Task prompt
Your task is to copy each line of the material that holds the word "false".

Available data Block Start

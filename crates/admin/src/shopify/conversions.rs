//! Conversions between GraphQL shapes and domain types.

use order_seeder_core::{
    CurrencyCode, Customer, CustomerId, FinancialStatus, OrderId, OrderRequest, Price, Product,
    ProductId, TransactionKind, TransactionStatus, Variant, VariantId,
};

use super::queries::{get_seed_customers, get_seed_products, seed_order_create};
use crate::seeding::{CreateOrderResult, UserError};

pub fn convert_customer(node: get_seed_customers::GetSeedCustomersCustomersEdgesNode) -> Customer {
    Customer {
        id: CustomerId::new(node.id),
        display_name: Some(node.display_name).filter(|n| !n.is_empty()),
    }
}

pub fn convert_product(node: get_seed_products::GetSeedProductsProductsEdgesNode) -> Product {
    Product {
        id: ProductId::new(node.id),
        title: node.title,
        vendor: Some(node.vendor).filter(|v| !v.is_empty()),
        variants: node
            .variants
            .edges
            .into_iter()
            .map(|edge| convert_variant(edge.node))
            .collect(),
    }
}

fn convert_variant(
    v: get_seed_products::GetSeedProductsProductsEdgesNodeVariantsEdgesNode,
) -> Variant {
    Variant {
        id: VariantId::new(v.id),
        title: v.title,
        sku: v.sku.filter(|s| !s.is_empty()),
    }
}

fn currency_code(code: CurrencyCode) -> seed_order_create::CurrencyCode {
    match code {
        CurrencyCode::USD => seed_order_create::CurrencyCode::USD,
        CurrencyCode::EUR => seed_order_create::CurrencyCode::EUR,
        CurrencyCode::GBP => seed_order_create::CurrencyCode::GBP,
        CurrencyCode::CAD => seed_order_create::CurrencyCode::CAD,
        CurrencyCode::AUD => seed_order_create::CurrencyCode::AUD,
    }
}

fn financial_status(
    status: FinancialStatus,
) -> seed_order_create::OrderCreateFinancialStatus {
    use seed_order_create::OrderCreateFinancialStatus as Status;

    match status {
        FinancialStatus::Pending => Status::PENDING,
        FinancialStatus::Authorized => Status::AUTHORIZED,
        FinancialStatus::PartiallyPaid => Status::PARTIALLY_PAID,
        FinancialStatus::Paid => Status::PAID,
        FinancialStatus::PartiallyRefunded => Status::PARTIALLY_REFUNDED,
        FinancialStatus::Refunded => Status::REFUNDED,
        FinancialStatus::Voided => Status::VOIDED,
    }
}

fn transaction_kind(kind: TransactionKind) -> seed_order_create::OrderTransactionKind {
    use seed_order_create::OrderTransactionKind as Kind;

    match kind {
        TransactionKind::Sale => Kind::SALE,
        TransactionKind::Authorization => Kind::AUTHORIZATION,
        TransactionKind::Capture => Kind::CAPTURE,
        TransactionKind::Refund => Kind::REFUND,
        TransactionKind::Void => Kind::VOID,
    }
}

fn transaction_status(
    status: TransactionStatus,
) -> seed_order_create::OrderTransactionStatus {
    use seed_order_create::OrderTransactionStatus as Status;

    match status {
        TransactionStatus::Success => Status::SUCCESS,
        TransactionStatus::Pending => Status::PENDING,
        TransactionStatus::Failure => Status::FAILURE,
        TransactionStatus::Error => Status::ERROR,
    }
}

fn money(price: Price) -> seed_order_create::MoneyBagInput {
    seed_order_create::MoneyBagInput {
        shop_money: seed_order_create::MoneyInput {
            amount: price.amount_string(),
            currency_code: currency_code(price.currency_code),
        },
    }
}

/// Build `orderCreate` variables from a synthesized request.
///
/// Receipts are suppressed and inventory is bypassed so seeding has no
/// side effects beyond the orders themselves.
pub fn order_create_variables(request: &OrderRequest) -> seed_order_create::Variables {
    use seed_order_create::{
        OrderCreateAssociateCustomerAttributesInput, OrderCreateCustomerInput,
        OrderCreateInputsInventoryBehavior, OrderCreateLineItemInput, OrderCreateOptionsInput,
        OrderCreateOrderInput, OrderCreateOrderTransactionInput, Variables,
    };

    let line_items = request
        .line_items()
        .iter()
        .map(|item| OrderCreateLineItemInput {
            product_id: Some(item.product_id.to_string()),
            variant_id: Some(item.variant_id.to_string()),
            sku: item.sku.clone(),
            vendor: item.vendor.clone(),
            title: None,
            quantity: i64::from(item.quantity),
            price_set: Some(money(item.unit_price)),
        })
        .collect();

    let transactions = request
        .transactions()
        .iter()
        .map(|t| OrderCreateOrderTransactionInput {
            kind: Some(transaction_kind(t.kind)),
            status: Some(transaction_status(t.status)),
            amount_set: money(t.amount),
        })
        .collect();

    Variables {
        order: OrderCreateOrderInput {
            currency: Some(currency_code(request.currency())),
            customer: Some(OrderCreateCustomerInput {
                to_associate: Some(OrderCreateAssociateCustomerAttributesInput {
                    id: Some(request.customer().to_string()),
                    email: None,
                }),
            }),
            financial_status: Some(financial_status(request.financial_status())),
            line_items: Some(line_items),
            note: None,
            tags: None,
            transactions: Some(transactions),
        },
        options: Some(OrderCreateOptionsInput {
            inventory_behaviour: Some(OrderCreateInputsInventoryBehavior::BYPASS),
            send_receipt: Some(false),
            send_fulfillment_receipt: Some(false),
        }),
    }
}

/// Classify an `orderCreate` payload.
///
/// Non-empty `userErrors` win over a returned order. A payload with neither
/// is reported as a rejection with a synthetic message.
pub fn convert_order_create(
    payload: Option<seed_order_create::SeedOrderCreateOrderCreate>,
) -> CreateOrderResult {
    let Some(payload) = payload else {
        return CreateOrderResult::Rejected {
            user_errors: vec![missing_order()],
        };
    };

    if !payload.user_errors.is_empty() {
        return CreateOrderResult::Rejected {
            user_errors: payload
                .user_errors
                .into_iter()
                .map(|e| UserError {
                    field: e.field.unwrap_or_default(),
                    message: e.message,
                })
                .collect(),
        };
    }

    match payload.order {
        Some(order) => CreateOrderResult::Created {
            order_id: OrderId::new(order.id),
        },
        None => CreateOrderResult::Rejected {
            user_errors: vec![missing_order()],
        },
    }
}

fn missing_order() -> UserError {
    UserError {
        field: Vec::new(),
        message: "orderCreate returned neither an order nor user errors".to_string(),
    }
}
//! Collaborator seams: where reference data comes from and where orders go.
//!
//! The production implementation of both traits is
//! [`AdminClient`](crate::shopify::AdminClient); tests substitute in-memory
//! fakes.

use std::time::Duration;

use async_trait::async_trait;
use order_seeder_core::{Customer, OrderId, OrderRequest, Product};
use serde::{Deserialize, Serialize};
use thiserror::Error;

/// Transport-level failure of a collaborator call.
#[derive(Debug, Clone, PartialEq, Eq, Error)]
pub enum GatewayError {
    /// The remote side is throttling requests.
    #[error("Rate limited{}", format_retry_after(*.retry_after))]
    RateLimited {
        /// Server hint for how long to wait before the next attempt.
        retry_after: Option<Duration>,
    },

    /// Any other failure to obtain a structured response.
    #[error("Transport error: {0}")]
    Transport(String),
}

fn format_retry_after(retry_after: Option<Duration>) -> String {
    retry_after.map_or_else(String::new, |d| {
        format!(", retry after {} seconds", d.as_secs())
    })
}

/// A validation error reported by `orderCreate`.
#[derive(Debug, Clone, PartialEq, Eq, Serialize, Deserialize)]
pub struct UserError {
    /// Path to the offending input field.
    pub field: Vec<String>,
    /// Human-readable message.
    pub message: String,
}

/// Structured response of the order-creation mutation.
#[derive(Debug, Clone, PartialEq, Eq)]
pub enum CreateOrderResult {
    /// The order was created.
    Created {
        /// ID of the new order.
        order_id: OrderId,
    },
    /// The server rejected the input.
    Rejected {
        /// Validation errors, never empty.
        user_errors: Vec<UserError>,
    },
}

/// Source of the reference collections used to synthesize orders.
#[async_trait]
pub trait ReferenceSource: Send + Sync {
    /// Fetch up to `limit` customers.
    async fn fetch_customers(&self, limit: i64) -> Result<Vec<Customer>, GatewayError>;

    /// Fetch up to `limit` products, each with up to `variant_limit` variants.
    async fn fetch_products(
        &self,
        limit: i64,
        variant_limit: i64,
    ) -> Result<Vec<Product>, GatewayError>;
}

/// Remote order-creation capability.
///
/// Calls mutate external state and are not idempotent.
#[async_trait]
pub trait OrderGateway: Send + Sync {
    /// Submit one order-creation request.
    async fn create_order(&self, request: &OrderRequest)
    -> Result<CreateOrderResult, GatewayError>;
}

#[cfg(test)]
mod tests {
    use super::*;

    #[test]
    fn test_gateway_error_display() {
        let err = GatewayError::RateLimited {
            retry_after: Some(Duration::from_secs(2)),
        };
        assert_eq!(err.to_string(), "Rate limited, retry after 2 seconds");

        let err = GatewayError::RateLimited { retry_after: None };
        assert_eq!(err.to_string(), "Rate limited");

        let err = GatewayError::Transport("connection reset".to_string());
        assert_eq!(err.to_string(), "Transport error: connection reset");
    }
}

Available data Block End

Exercise solution
            send_receipt: Some(false),
            send_fulfillment_receipt: Some(false),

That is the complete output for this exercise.